When I try to update the node labels for each of the 3 nodes the S2 and S3 nodes show each other's updates but not the change for S1. Server S1 still does not show any changes for S2 and S3.

I have tried using S1 to update the permissions of S2 and S3, but these all show as 'pending'.

The 3 nodes may be able to see each other, but there is no traffic between S1 and the other 2 nodes.
I've forwarded this to the dev team to take a closer look.
If you see "inflight" in getpeerinfo, it means S1is still not synchronized with S2 and S3. You can check also "synced_blocks" on all 3 nodes. When is this state, it is likely transactions sent by S1 will be ignored by S2/S3 and vice versa, transactions made by S2/S3 can be ignored by S1. For example, you will not be able to change permissions for S2/S3 from S1.

But this out-of-sync state is temporary. If, for some reason, it takes too much time, you can try to start multichaind with -debug=net and see in debug.log why the blocks are not processed normally.

Can you please also clarify what to you mean by "update the node labels"?
By "update the node label" I mean using the "publishfrom" command to change the label for a node's address.

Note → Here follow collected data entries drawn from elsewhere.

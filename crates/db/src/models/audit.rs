//! Audit log rows. Append-only, no `updated_at`.

use serde::{Deserialize, Serialize};
use sqlx::FromRow;
use bento_core::types::{DbId, Timestamp};

/// A row from the `audit_logs` table.
#[derive(Debug, Clone, FromRow, Serialize)]
pub struct AuditLog {
    pub id: DbId,
    pub actor_id: Option<DbId>,
    pub action: String,
    pub target_table: String,
    pub target_id: Option<DbId>,
    pub details: serde_json::Value,
    pub created_at: Timestamp,
}

#[derive(Debug, Clone, Deserialize)]
pub struct CreateAuditLog {
    pub actor_id: Option<DbId>,
    pub action: String,
    pub target_table: String,
    pub target_id: Option<DbId>,
    pub details: serde_json::Value,
}
//! When the next daily run fires.
//!
//! Arithmetic is done on local wall-clock time and converted back to UTC, so
//! the run keeps its local hour across DST changes.

use std::time::Duration;

use chrono::{Days, NaiveDateTime, NaiveTime};
use chrono_tz::Tz;
use bento_core::clock::local_to_utc;
use bento_core::types::Timestamp;

/// The first local instant at `run_at` strictly after `now_local`.
pub fn next_run_local(now_local: NaiveDateTime, run_at: NaiveTime) -> NaiveDateTime {
    let today = now_local.date().and_time(run_at);
    if today > now_local {
        today
    } else {
        now_local
            .date()
            .checked_add_days(Days::new(1))
            .map_or(today, |tomorrow| tomorrow.and_time(run_at))
    }
}

/// Wait used when a DST fold makes the next run resolve to the past.
const MIN_WAIT: Duration = Duration::from_secs(60);

/// How long to sleep from `now` until the next run.
pub fn duration_until_next_run(now: Timestamp, tz: Tz, run_at: NaiveTime) -> Duration {
    let now_local = now.with_timezone(&tz).naive_local();
    let next = local_to_utc(tz, next_run_local(now_local, run_at));
    (next - now)
        .to_std()
        .ok()
        .filter(|wait| !wait.is_zero())
        .unwrap_or(MIN_WAIT)
}
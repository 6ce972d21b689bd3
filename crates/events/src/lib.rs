//! Audit event bus and persistence.
//!
//! - [`EventBus`] -- in-process publish/subscribe hub backed by
//!   `tokio::sync::broadcast`.
//! - [`AuditEvent`] -- one attributable state change.
//! - [`AuditSink`] -- the port ledgers record into after commit.
//! - [`AuditPersistence`] -- background task writing events to `audit_logs`.

pub mod bus;
pub mod persistence;
pub mod sink;

pub use bus::{AuditEvent, EventBus};
pub use persistence::AuditPersistence;
pub use sink::{AuditSink, NullAuditSink};
//! Repository for the single-row `order_settings` table.

use sqlx::{PgExecutor, PgPool};

use crate::models::settings::{OrderSettings, UpdateOrderSettings};

const COLUMNS: &str = "max_days_ahead, closing_day, updated_at";

pub struct SettingsRepo;

impl SettingsRepo {
    pub async fn get<'e>(db: impl PgExecutor<'e>) -> Result<OrderSettings, sqlx::Error> {
        let query = format!("SELECT {COLUMNS} FROM order_settings WHERE id = 1");
        sqlx::query_as::<_, OrderSettings>(&query).fetch_one(db).await
    }

    pub async fn update(
        pool: &PgPool,
        input: &UpdateOrderSettings,
    ) -> Result<OrderSettings, sqlx::Error> {
        let query = format!(
            "UPDATE order_settings SET max_days_ahead = $1, closing_day = $2
             WHERE id = 1
             RETURNING {COLUMNS}"
        );
        sqlx::query_as::<_, OrderSettings>(&query)
            .bind(input.max_days_ahead)
            .bind(input.closing_day)
            .fetch_one(pool)
            .await
    }
}
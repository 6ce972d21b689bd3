//! Shared application router builder.
//!
//! [`build_app_router`] is used by both the binary and the integration
//! tests so they run the exact same middleware stack.

use std::time::Duration;

use axum::http::header::{AUTHORIZATION, CONTENT_TYPE};
use axum::http::{HeaderName, HeaderValue, Method, StatusCode};
use axum::Router;
use tower_http::catch_panic::CatchPanicLayer;
use tower_http::cors::CorsLayer;
use tower_http::request_id::{MakeRequestUuid, PropagateRequestIdLayer, SetRequestIdLayer};
use tower_http::timeout::TimeoutLayer;
use tower_http::trace::{DefaultMakeSpan, DefaultOnResponse, TraceLayer};
use tracing::Level;

use crate::config::ServerConfig;
use crate::routes;
use crate::state::AppState;

/// Build the full application [`Router`] with all middleware layers.
///
/// The middleware stack is applied bottom-up:
///
/// 1. CORS
/// 2. Set request ID on incoming requests
/// 3. Structured request/response tracing
/// 4. Propagate request ID to response
/// 5. Request timeout
/// 6. Panic recovery (catch panics, return 500)
pub fn build_app_router(state: AppState, config: &ServerConfig) -> Router {
    let cors = build_cors_layer(config);
    let request_id_header = HeaderName::from_static("x-request-id");

    Router::new()
        // Health check at root level (not under /api/v1).
        .merge(routes::health::router())
        .nest("/api/v1", routes::api_routes())
        .layer(CatchPanicLayer::new())
        .layer(TimeoutLayer::with_status_code(
            StatusCode::REQUEST_TIMEOUT,
            Duration::from_secs(config.request_timeout_secs),
        ))
        .layer(PropagateRequestIdLayer::new(request_id_header.clone()))
        .layer(
            TraceLayer::new_for_http()
                .make_span_with(DefaultMakeSpan::new().level(Level::INFO))
                .on_response(DefaultOnResponse::new().level(Level::INFO)),
        )
        .layer(SetRequestIdLayer::new(request_id_header, MakeRequestUuid))
        .layer(cors)
        .with_state(state)
}

/// Build the CORS layer from server configuration.
///
/// Origins that fail to parse are logged and skipped.
pub fn build_cors_layer(config: &ServerConfig) -> CorsLayer {
    let origins: Vec<HeaderValue> = config
        .cors_origins
        .iter()
        .filter_map(|o| match o.parse() {
            Ok(origin) => Some(origin),
            Err(e) => {
                tracing::warn!(origin = %o, error = %e, "Ignoring invalid CORS origin");
                None
            }
        })
        .collect();

    CorsLayer::new()
        .allow_origin(origins)
        .allow_methods([Method::GET, Method::POST, Method::PUT, Method::DELETE])
        .allow_headers([CONTENT_TYPE, AUTHORIZATION])
        .allow_credentials(true)
        .max_age(Duration::from_secs(3600))
}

I have run -debug=net on S1 and produced a log file, but it is too large to include in this textbox. Do you have an email address so that I can send it as an attachment?
Yes, please send it to multichain dot debug at gmail dot com.
Thanks - the file has been received and we are discussing internally. It looks like the issue was caused by the fact that the protocol was upgraded while the network was disconnected, and you have mining-diversity set low enough to allow a long-distance fork. Will confirm more details shortly.
0 votes
Thanks for your patience. We have concluded that this is a bug in MultiChain that was triggered by the unusual case of the protocol being upgraded on a node while it was not in sync with the network. It will be fixed in the next maintenance release. In the meantime your workaround, assuming this is not a production network, is to destroy S1 and recreate it, attaching it to the network. Then perform the upgrade only once it is in sync. Please let me know if this resolves the situation.
answered Dec 22, 2019 by MultiChain
Sure, send them over please and we'll take a look.
We checked the directories you sent to us. The problem is - your chain doesn't have miner node. I suppose it was S1 (the first node you created), but after the crash, address with mining permission was permanently lost. MultiChain doesn't allow  spending of unconfirmed outputs sent from other nodes (S2/S3) and since these outputs are never confirmed, you cannot publish from S1.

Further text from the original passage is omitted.